As composições de musique concrète foram das primeiras a incluir ruídos diversos capturados no ambiente, misturados a barulhos, vozes e instrumentos musicais dispostos em estruturas que exploravam, dentre outras variações, a espacialização das peças sonoras, como se verifica em “Symphonie pour un Homme Seul”, de 1951, de Schaeffer e Henry.

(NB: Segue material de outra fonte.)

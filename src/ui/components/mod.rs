//! Reusable UI components

pub mod dropdown;
pub mod text_input;

// Component exports
pub use dropdown::{Dropdown, DropdownError, DropdownInput, DropdownOption, DropdownRow, DropdownView};
pub use text_input::TextInput;
use anyhow::Result;
use tman::{config::Config, logger, ui};

#[tokio::main]
async fn main() -> Result<()> {
    let config = Config::load()?;

    if let Some(path) = logger::init(&config.logging)? {
        log::debug!("Logging to {}", path.display());
    }

    log::debug!("Starting UI");
    ui::run_app(config).await?;

    log::info!("Finished successfully.");
    Ok(())
}
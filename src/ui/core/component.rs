use super::actions::Action;
use crossterm::event::{Event, KeyEvent, MouseEvent};
use ratatui::{layout::Rect, Frame};

pub trait Component {
    fn handle_events(&mut self, event: Option<Event>, area: Rect) -> Action {
        match event {
            Some(Event::Key(key)) => self.handle_key_events(key),
            Some(Event::Mouse(mouse)) => self.handle_mouse_events(mouse, area),
            _ => Action::None,
        }
    }

    fn handle_key_events(&mut self, key: KeyEvent) -> Action;

    fn handle_mouse_events(&mut self, _mouse: MouseEvent, _area: Rect) -> Action {
        Action::None
    }

    fn update(&mut self, action: Action) -> Action {
        // Default implementation passes action through
        action
    }

    fn render(&mut self, f: &mut Frame, rect: Rect);

    /// Rows this component wants when stacked in a form
    fn height(&self) -> u16 {
        3
    }

    // Optional lifecycle methods
    fn on_focus(&mut self) -> Action {
        Action::None
    }
    fn on_blur(&mut self) -> Action {
        Action::None
    }
}
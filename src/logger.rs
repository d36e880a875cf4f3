//! File logging for TMan.
//!
//! The terminal belongs to the UI, so log records only ever go to a file in
//! the per-user log directory.

use crate::config::{Config, LoggingConfig};
use crate::constants::LOG_FILE_NAME;
use anyhow::{Context, Result};
use std::path::{Path, PathBuf};

/// Install the global logger described by `config`.
///
/// Returns the log file path, or `None` when logging is disabled.
pub fn init(config: &LoggingConfig) -> Result<Option<PathBuf>> {
    if !config.enabled {
        return Ok(None);
    }

    let path = get_log_file_path()?;
    dispatch(config, &path)?
        .apply()
        .context("Failed to install logger")?;
    Ok(Some(path))
}

/// Build the dispatcher writing to `path`, creating its directory if needed
pub fn dispatch(config: &LoggingConfig, path: &Path) -> Result<fern::Dispatch> {
    let level = config.level_filter()?;

    if let Some(parent) = path.parent() {
        std::fs::create_dir_all(parent)
            .with_context(|| format!("Failed to create log directory: {}", parent.display()))?;
    }
    let file = fern::log_file(path).with_context(|| format!("Failed to open log file: {}", path.display()))?;

    Ok(fern::Dispatch::new()
        .format(|out, message, record| {
            out.finish(format_args!(
                "[{} {} {}] {}",
                chrono::Local::now().format("%Y-%m-%d %H:%M:%S%.3f"),
                record.level(),
                record.target(),
                message
            ))
        })
        .level(level)
        .chain(file))
}

/// Location of the log file
pub fn get_log_file_path() -> Result<PathBuf> {
    Ok(Config::get_log_dir()?.join(LOG_FILE_NAME))
}
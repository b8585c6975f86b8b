//! User location resolution
//!
//! The lookup is an injected capability (`LocationProvider`). `resolve` never
//! fails: any provider error becomes `UserLocation::Unresolved`, which is a
//! terminal value for the rest of the run and renders at (0, 0).

mod provider;
mod types;

pub use provider::{
    parse_lookup, resolve, FixedLocation, IpGeolocation, LocationError, LocationProvider,
    LocationResult, NoLocation, DEFAULT_IP_ENDPOINT,
};
pub use types::{Coordinates, UserLocation};
//! Structured JSON logger for reactorwatch
//!
//! - One log line = one event
//! - Deterministic key ordering
//! - Explicit severity levels
//! - Synchronous, no buffering
//!
//! Logs go to stderr so that stdout stays reserved for the analysis report.

use std::fmt;
use std::io::{self, Write};
use std::str::FromStr;
use std::sync::atomic::{AtomicU8, Ordering};

static MIN_SEVERITY: AtomicU8 = AtomicU8::new(Severity::Info as u8);

/// Log severity levels
#[derive(Debug, Clone, Copy, PartialEq, Eq, PartialOrd, Ord)]
pub enum Severity {
    /// Debug-level detail
    Trace = 0,
    /// Normal operations
    Info = 1,
    /// Recoverable issues (degraded location, failed notification)
    Warn = 2,
    /// Operation failures
    Error = 3,
}

impl Severity {
    /// Returns the string representation
    pub fn as_str(&self) -> &'static str {
        match self {
            Severity::Trace => "TRACE",
            Severity::Info => "INFO",
            Severity::Warn => "WARN",
            Severity::Error => "ERROR",
        }
    }

    fn from_u8(value: u8) -> Self {
        match value {
            0 => Severity::Trace,
            1 => Severity::Info,
            2 => Severity::Warn,
            _ => Severity::Error,
        }
    }
}

impl fmt::Display for Severity {
    fn fmt(&self, f: &mut fmt::Formatter<'_>) -> fmt::Result {
        write!(f, "{}", self.as_str())
    }
}

impl FromStr for Severity {
    type Err = String;

    fn from_str(s: &str) -> Result<Self, Self::Err> {
        match s.to_ascii_lowercase().as_str() {
            "trace" => Ok(Severity::Trace),
            "info" => Ok(Severity::Info),
            "warn" => Ok(Severity::Warn),
            "error" => Ok(Severity::Error),
            other => Err(format!(
                "unknown log level '{}', expected trace, info, warn or error",
                other
            )),
        }
    }
}

/// A structured logger that outputs JSON logs
pub struct Logger;

impl Logger {
    /// Sets the minimum severity that will be written.
    pub fn set_min_severity(severity: Severity) {
        MIN_SEVERITY.store(severity as u8, Ordering::Relaxed);
    }

    /// Returns the current minimum severity.
    pub fn min_severity() -> Severity {
        Severity::from_u8(MIN_SEVERITY.load(Ordering::Relaxed))
    }

    /// Log an event with the given severity and fields
    ///
    /// Fields are output in deterministic order (alphabetical by key)
    pub fn log(severity: Severity, event: &str, fields: &[(&str, &str)]) {
        if severity < Self::min_severity() {
            return;
        }
        Self::log_to_writer(severity, event, fields, &mut io::stderr());
    }

    fn log_to_writer<W: Write>(
        severity: Severity,
        event: &str,
        fields: &[(&str, &str)],
        writer: &mut W,
    ) {
        let _ = Self::write_line(severity, event, fields, writer);
    }

    /// Writes one line regardless of the minimum severity.
    ///
    /// For output that must not be dropped by `log_level`, such as the log
    /// notification sink.
    pub fn write_line<W: Write>(
        severity: Severity,
        event: &str,
        fields: &[(&str, &str)],
        writer: &mut W,
    ) -> io::Result<()> {
        let mut output = String::with_capacity(256);

        output.push('{');

        output.push_str("\"event\":\"");
        Self::escape_json_string(&mut output, event);
        output.push('"');

        output.push_str(",\"severity\":\"");
        output.push_str(severity.as_str());
        output.push('"');

        let mut sorted_fields: Vec<_> = fields.iter().collect();
        sorted_fields.sort_by_key(|(k, _)| *k);

        for (key, value) in sorted_fields {
            output.push_str(",\"");
            Self::escape_json_string(&mut output, key);
            output.push_str("\":\"");
            Self::escape_json_string(&mut output, value);
            output.push('"');
        }

        output.push('}');
        output.push('\n');

        // one write per line
        writer.write_all(output.as_bytes())?;
        writer.flush()
    }

    fn escape_json_string(output: &mut String, s: &str) {
        for c in s.chars() {
            match c {
                '"' => output.push_str("\\\""),
                '\\' => output.push_str("\\\\"),
                '\n' => output.push_str("\\n"),
                '\r' => output.push_str("\\r"),
                '\t' => output.push_str("\\t"),
                c if c.is_control() => {
                    output.push_str(&format!("\\u{:04x}", c as u32));
                }
                c => output.push(c),
            }
        }
    }

    /// Log at TRACE level
    pub fn trace(event: &str, fields: &[(&str, &str)]) {
        Self::log(Severity::Trace, event, fields);
    }

    /// Log at INFO level
    pub fn info(event: &str, fields: &[(&str, &str)]) {
        Self::log(Severity::Info, event, fields);
    }

    /// Log at WARN level
    pub fn warn(event: &str, fields: &[(&str, &str)]) {
        Self::log(Severity::Warn, event, fields);
    }

    /// Log at ERROR level
    pub fn error(event: &str, fields: &[(&str, &str)]) {
        Self::log(Severity::Error, event, fields);
    }
}

/// Capture logs to a buffer for testing
#[cfg(test)]
pub fn capture_log(severity: Severity, event: &str, fields: &[(&str, &str)]) -> String {
    let mut buffer = Vec::new();
    Logger::log_to_writer(severity, event, fields, &mut buffer);
    String::from_utf8(buffer).unwrap()
}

Pierre Schaeffer, diferentemente de Henry, não seguiu produzindo música depois da dissolução do movimento conhecido por musique concrète, cujo manifesto aponta para a observação de cada som em sua particularidade. Através do distanciamento desse som de seu contexto original, o artista poderia rearranjá-lo e reordená-lo de modo a torná-lo composição. Ainda assim, críticos* da musique concrète apontavam como ponto fraco desta o fato de não alterarem significativamente a natureza dos sons, questionando assim até que ponto os músicos teriam real controle de suas obras. De qualquer modo, ficou claro, como aponta Timothy Taylor em “Post-war Music and the Technoscientific Imaginary” (de Strange Sounds, 2001) que a Schaeffer interessava mais os experimentalismos em música e sonoridades, influenciando em grande parte o que hoje é chamado de sound art, enquanto que Henry nunca perdeu de vista os potenciais do som enquanto forma de linguagem e comunicação, mais que de prática artística.

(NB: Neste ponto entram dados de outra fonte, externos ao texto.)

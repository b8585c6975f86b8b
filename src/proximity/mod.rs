//! Proximity engine
//!
//! Pure function of (user location, reactors, threshold). No short-circuiting:
//! every reactor gets a result because every reactor is also rendered.

mod engine;

pub use engine::{
    compute_proximity, geodesic_distance_km, ProximityEngine, ProximityResult,
    DEFAULT_THRESHOLD_KM,
};
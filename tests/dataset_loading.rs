//! Dataset Loading Tests
//!
//! CSV files on disk through the public loader:
//! - required columns are located by header name, extra columns ignored
//! - any malformed row fails the whole load
//! - blank cells follow the configured missing-value policy

use std::fs;
use std::path::PathBuf;

use reactorwatch::dataset::{DatasetError, DatasetLoader, MissingValuePolicy};
use reactorwatch::safety::{classify, SafetyTier};
use tempfile::TempDir;

// =============================================================================
// Helper Functions
// =============================================================================

fn write_csv(dir: &TempDir, contents: &str) -> PathBuf {
    let path = dir.path().join("plants.csv");
    fs::write(&path, contents).unwrap();
    path
}

fn load(contents: &str, policy: MissingValuePolicy) -> Result<usize, DatasetError> {
    let dir = TempDir::new().unwrap();
    let path = write_csv(&dir, contents);
    DatasetLoader::new(policy).load_path(&path).map(|d| d.len())
}

// =============================================================================
// Well-formed Input
// =============================================================================

#[test]
fn test_extra_columns_are_ignored() {
    let dir = TempDir::new().unwrap();
    let path = write_csv(
        &dir,
        "Country,Name,Latitude,Longitude,Age,Capacity\n\
         India,Tarapur,19.83,72.66,54,1400\n\
         India,Rawatbhata,24.87,75.61,49,1180\n",
    );

    let dataset = DatasetLoader::default().load_path(&path).unwrap();
    assert_eq!(dataset.len(), 2);
    assert_eq!(dataset.records()[1].name, "Rawatbhata");
    assert_eq!(dataset.records()[1].latitude, 24.87);
    assert_eq!(dataset.records()[1].age, Some(49.0));
}

#[test]
fn test_whitespace_around_cells_is_trimmed() {
    let dir = TempDir::new().unwrap();
    let path = write_csv(
        &dir,
        "Name , Latitude , Longitude , Age\n  Kudankulam , 8.17 , 77.71 , 9 \n",
    );

    let dataset = DatasetLoader::default().load_path(&path).unwrap();
    let record = &dataset.records()[0];
    assert_eq!(record.name, "Kudankulam");
    assert_eq!(record.longitude, 77.71);
    assert_eq!(classify(record.age), SafetyTier::Safe);
}

// =============================================================================
// Rejections
// =============================================================================

#[test]
fn test_missing_file_is_io_error() {
    let dir = TempDir::new().unwrap();
    let err = DatasetLoader::default()
        .load_path(&dir.path().join("absent.csv"))
        .unwrap_err();
    assert!(matches!(err, DatasetError::Io { .. }));
    assert_eq!(err.code(), "REACTOR_DATASET_IO");
}

#[test]
fn test_missing_required_column() {
    for (csv, column) in [
        ("Latitude,Longitude,Age\n1,2,3\n", "Name"),
        ("Name,Longitude,Age\nA,2,3\n", "Latitude"),
        ("Name,Latitude,Age\nA,1,3\n", "Longitude"),
        ("Name,Latitude,Longitude\nA,1,2\n", "Age"),
    ] {
        match load(csv, MissingValuePolicy::FillZero) {
            Err(DatasetError::MissingColumn(missing)) => assert_eq!(missing, column),
            other => panic!("expected missing column {}, got {:?}", column, other),
        }
    }
}

#[test]
fn test_out_of_range_coordinates_rejected() {
    let err = load(
        "Name,Latitude,Longitude,Age\nA,10,20,5\nB,-90.5,20,5\n",
        MissingValuePolicy::FillZero,
    )
    .unwrap_err();
    assert!(matches!(
        err,
        DatasetError::OutOfRange {
            row: 2,
            column: "Latitude",
            ..
        }
    ));
}

#[test]
fn test_non_numeric_age_rejected() {
    let err = load(
        "Name,Latitude,Longitude,Age\nA,10,20,old\n",
        MissingValuePolicy::Preserve,
    )
    .unwrap_err();
    assert!(matches!(err, DatasetError::InvalidNumber { column: "Age", .. }));
    assert_eq!(err.code(), "REACTOR_DATASET_INVALID_NUMBER");
}

/// No partial dataset: a bad last row fails everything before it too.
#[test]
fn test_bad_row_fails_whole_load() {
    let result = load(
        "Name,Latitude,Longitude,Age\nA,10,20,5\nB,11,21,6\nC,x,22,7\n",
        MissingValuePolicy::FillZero,
    );
    assert!(result.is_err());
}

// =============================================================================
// Missing-value Policy
// =============================================================================

#[test]
fn test_fill_zero_turns_blank_age_safe() {
    let dir = TempDir::new().unwrap();
    let path = write_csv(&dir, "Name,Latitude,Longitude,Age\nA,10,,\n");

    let dataset = DatasetLoader::new(MissingValuePolicy::FillZero)
        .load_path(&path)
        .unwrap();
    let record = &dataset.records()[0];
    assert_eq!(record.longitude, 0.0);
    assert_eq!(record.age, Some(0.0));
    assert_eq!(classify(record.age), SafetyTier::Safe);
    assert_eq!(dataset.filled_cells(), 2);
}

#[test]
fn test_preserve_keeps_blank_age_unknown() {
    let dir = TempDir::new().unwrap();
    let path = write_csv(&dir, "Name,Latitude,Longitude,Age\nA,10,20,\n");

    let dataset = DatasetLoader::new(MissingValuePolicy::Preserve)
        .load_path(&path)
        .unwrap();
    assert_eq!(dataset.records()[0].age, None);
    assert_eq!(classify(dataset.records()[0].age), SafetyTier::Unknown);
    assert_eq!(dataset.filled_cells(), 0);
}

#[test]
fn test_preserve_rejects_blank_coordinates() {
    let err = load(
        "Name,Latitude,Longitude,Age\nA,10,,5\n",
        MissingValuePolicy::Preserve,
    )
    .unwrap_err();
    assert!(matches!(
        err,
        DatasetError::BlankValue {
            row: 1,
            column: "Longitude"
        }
    ));
}
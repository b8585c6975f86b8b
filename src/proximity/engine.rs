//! Geodesic proximity between the user and every reactor

use geo::{GeodesicDistance, Point};
use serde::Serialize;

use crate::dataset::ReactorRecord;
use crate::location::{Coordinates, UserLocation};

/// Alert radius used when nothing else is configured
pub const DEFAULT_THRESHOLD_KM: f64 = 500.0;

/// Distance outcome for one reactor within one run.
#[derive(Debug, Clone, PartialEq, Serialize)]
pub struct ProximityResult {
    pub reactor: ReactorRecord,
    pub distance_km: f64,
    pub within_threshold: bool,
}

/// WGS-84 ellipsoidal distance in kilometres (Karney's geodesic).
///
/// Identical points are exactly 0.
pub fn geodesic_distance_km(from: Coordinates, to: Coordinates) -> f64 {
    if from == to {
        return 0.0;
    }
    let a = Point::new(from.longitude, from.latitude);
    let b = Point::new(to.longitude, to.latitude);
    a.geodesic_distance(&b) / 1000.0
}

/// Computes one result per reactor, in input order.
///
/// Every reactor is evaluated regardless of its tier. Against an unresolved
/// location distances are measured from the (0, 0) render origin and nothing
/// is within threshold.
pub fn compute_proximity(
    user: &UserLocation,
    reactors: &[ReactorRecord],
    threshold_km: f64,
) -> Vec<ProximityResult> {
    let origin = user.render_point();
    let resolved = user.is_resolved();

    reactors
        .iter()
        .map(|reactor| {
            let distance_km = geodesic_distance_km(
                origin,
                Coordinates::new(reactor.latitude, reactor.longitude),
            );
            ProximityResult {
                reactor: reactor.clone(),
                distance_km,
                within_threshold: resolved && distance_km <= threshold_km,
            }
        })
        .collect()
}

/// Proximity engine bound to a threshold.
#[derive(Debug, Clone, Copy)]
pub struct ProximityEngine {
    threshold_km: f64,
}

impl ProximityEngine {
    pub fn new(threshold_km: f64) -> Self {
        Self { threshold_km }
    }

    pub fn threshold_km(&self) -> f64 {
        self.threshold_km
    }

    pub fn compute(&self, user: &UserLocation, reactors: &[ReactorRecord]) -> Vec<ProximityResult> {
        compute_proximity(user, reactors, self.threshold_km)
    }
}

impl Default for ProximityEngine {
    fn default() -> Self {
        Self::new(DEFAULT_THRESHOLD_KM)
    }
}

John Cage, outro importante artista a se destacar no pós-guerra, pesquisou amplamente formas de audição, ruído e composição; atuou junto ao movimento Fluxus nos anos 60 e expandiu suas práticas para os dominíos da escrita – crítica ou poética – e para as artes visuais e happenings, junto a outros artistas tais como Allan Kaprow. O que interessava a ele era procurar no ambiente, enquanto espaço auditivo, uma estrutura musical não-intencional. Contexto e audiência, portanto, desempenham papéis determinantes em seu trabalho, pois, ao interferirem no ambiente, transformam-se em material de composição.

Ao comparar os artistas da musique concrète a Cage, LaBelle diz que

A diferença entre o objeto material de Cage e o objeto sonoro de Schaeffer é uma diferença de contexto e procedimento: para Cage, o mundo em si paira dentro e por trás do trabalho musical, como uma presença material e espaço de liberdade individual, no qual a vida comum toma forma; em contraste, para Schaeffer o objeto sonoro em si oferece o potencial de realização de uma experiência musical alterada e esclarecida, determinada por uma paleta expandida de detalhes sonoros exposta através de manipulações eletrônicas. (LABELLE, 2006:32-33)

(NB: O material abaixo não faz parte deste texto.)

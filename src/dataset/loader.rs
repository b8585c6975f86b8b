//! CSV loader for reactor datasets
//!
//! - Header row required; `Name`, `Latitude`, `Longitude`, `Age` must be present
//! - Extra columns are ignored
//! - Any bad row fails the whole load

use std::fs::File;
use std::io::Read;
use std::path::Path;

use super::errors::{DatasetError, DatasetResult};
use super::types::{Dataset, MissingValuePolicy, ReactorRecord, LATITUDE_RANGE, LONGITUDE_RANGE};

pub const COLUMN_NAME: &str = "Name";
pub const COLUMN_LATITUDE: &str = "Latitude";
pub const COLUMN_LONGITUDE: &str = "Longitude";
pub const COLUMN_AGE: &str = "Age";

/// Positions of the required columns within the header row.
#[derive(Debug, Clone, Copy)]
struct ColumnIndex {
    name: usize,
    latitude: usize,
    longitude: usize,
    age: usize,
}

impl ColumnIndex {
    fn from_headers(headers: &csv::StringRecord) -> DatasetResult<Self> {
        let find = |column: &'static str| {
            headers
                .iter()
                .position(|h| h.trim() == column)
                .ok_or(DatasetError::MissingColumn(column))
        };

        Ok(Self {
            name: find(COLUMN_NAME)?,
            latitude: find(COLUMN_LATITUDE)?,
            longitude: find(COLUMN_LONGITUDE)?,
            age: find(COLUMN_AGE)?,
        })
    }
}

/// Loads reactor datasets under a fixed missing-value policy.
#[derive(Debug, Clone, Copy, Default)]
pub struct DatasetLoader {
    policy: MissingValuePolicy,
}

impl DatasetLoader {
    pub fn new(policy: MissingValuePolicy) -> Self {
        Self { policy }
    }

    pub fn policy(&self) -> MissingValuePolicy {
        self.policy
    }

    /// Loads a dataset from a CSV file on disk.
    pub fn load_path(&self, path: &Path) -> DatasetResult<Dataset> {
        let file = File::open(path).map_err(|source| DatasetError::Io {
            path: path.display().to_string(),
            source,
        })?;
        self.load(file)
    }

    /// Loads a dataset from in-memory CSV bytes (e.g. an HTTP upload).
    pub fn load_bytes(&self, bytes: &[u8]) -> DatasetResult<Dataset> {
        self.load(bytes)
    }

    /// Loads a dataset from any CSV reader.
    pub fn load<R: Read>(&self, reader: R) -> DatasetResult<Dataset> {
        let mut csv_reader = csv::ReaderBuilder::new()
            .has_headers(true)
            .trim(csv::Trim::All)
            .from_reader(reader);

        let columns = ColumnIndex::from_headers(csv_reader.headers()?)?;

        let mut records = Vec::new();
        let mut filled_cells = 0;

        for (index, row) in csv_reader.records().enumerate() {
            let row = row?;
            let row_number = index + 1;

            let name = row.get(columns.name).unwrap_or("").to_string();
            if name.is_empty() {
                return Err(DatasetError::BlankValue {
                    row: row_number,
                    column: COLUMN_NAME,
                });
            }

            let latitude = self.coordinate(&row, columns.latitude, row_number, COLUMN_LATITUDE)?;
            let longitude =
                self.coordinate(&row, columns.longitude, row_number, COLUMN_LONGITUDE)?;
            check_range(latitude.0, LATITUDE_RANGE, row_number, COLUMN_LATITUDE)?;
            check_range(longitude.0, LONGITUDE_RANGE, row_number, COLUMN_LONGITUDE)?;

            let age = match parse_cell(&row, columns.age, row_number, COLUMN_AGE)? {
                Some(age) => Some(age),
                None => match self.policy {
                    MissingValuePolicy::FillZero => {
                        filled_cells += 1;
                        Some(0.0)
                    }
                    MissingValuePolicy::Preserve => None,
                },
            };

            filled_cells += usize::from(latitude.1) + usize::from(longitude.1);
            records.push(ReactorRecord::new(name, latitude.0, longitude.0, age));
        }

        Ok(Dataset::with_filled_cells(records, filled_cells))
    }

    /// Returns the coordinate value and whether it was filled by the policy.
    fn coordinate(
        &self,
        row: &csv::StringRecord,
        index: usize,
        row_number: usize,
        column: &'static str,
    ) -> DatasetResult<(f64, bool)> {
        match parse_cell(row, index, row_number, column)? {
            Some(value) => Ok((value, false)),
            None => match self.policy {
                MissingValuePolicy::FillZero => Ok((0.0, true)),
                MissingValuePolicy::Preserve => Err(DatasetError::BlankValue {
                    row: row_number,
                    column,
                }),
            },
        }
    }
}

/// Parses a numeric cell. Blank cells yield `None`.
fn parse_cell(
    row: &csv::StringRecord,
    index: usize,
    row_number: usize,
    column: &'static str,
) -> DatasetResult<Option<f64>> {
    let raw = row.get(index).unwrap_or("");
    if raw.is_empty() {
        return Ok(None);
    }

    raw.parse::<f64>()
        .map(Some)
        .map_err(|_| DatasetError::InvalidNumber {
            row: row_number,
            column,
            value: raw.to_string(),
        })
}

fn check_range(
    value: f64,
    (min, max): (f64, f64),
    row_number: usize,
    column: &'static str,
) -> DatasetResult<()> {
    if (min..=max).contains(&value) {
        Ok(())
    } else {
        Err(DatasetError::OutOfRange {
            row: row_number,
            column,
            value,
            min,
            max,
        })
    }
}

A conhecida obra 4’33”, de Cage, é talvez o mais interessante exemplo para ilustrar como, em seu modo de perceber, os ruídos do ambiente interferem e constituem verdadeiramente a composição. E, coerentemente, LaBelle completa dizendo que o movimento Fluxus, de uma certa maneira, é sobre percepção. Mais ainda, ele argumenta que tanto a estética musical, relacionada à musique concrète, quanto a observação das sonoridades do ambiente, de Cage, são conceitos possíveis de se complementar. Em ambos pode-se notar interpretações e modos de lidar com os sons encontrados no mundo. Assim sendo, em última instância, todas essas interferências, seja no caso do acoustic design, instalações sonoras ou quaisquer obras que pensam a relação do espaço com o som, todas elas necessariamente irão se relacionar com a arquitetura, essa que permeia o espaço urbano.

* Taylor cita especificamente Pierre Boulez, músico francês contemporâneo a eles e ainda vivo, além de artistas da Elektronische Musik alemã, que compunham canções puramente eletrônicas a partir de sons sintetizados.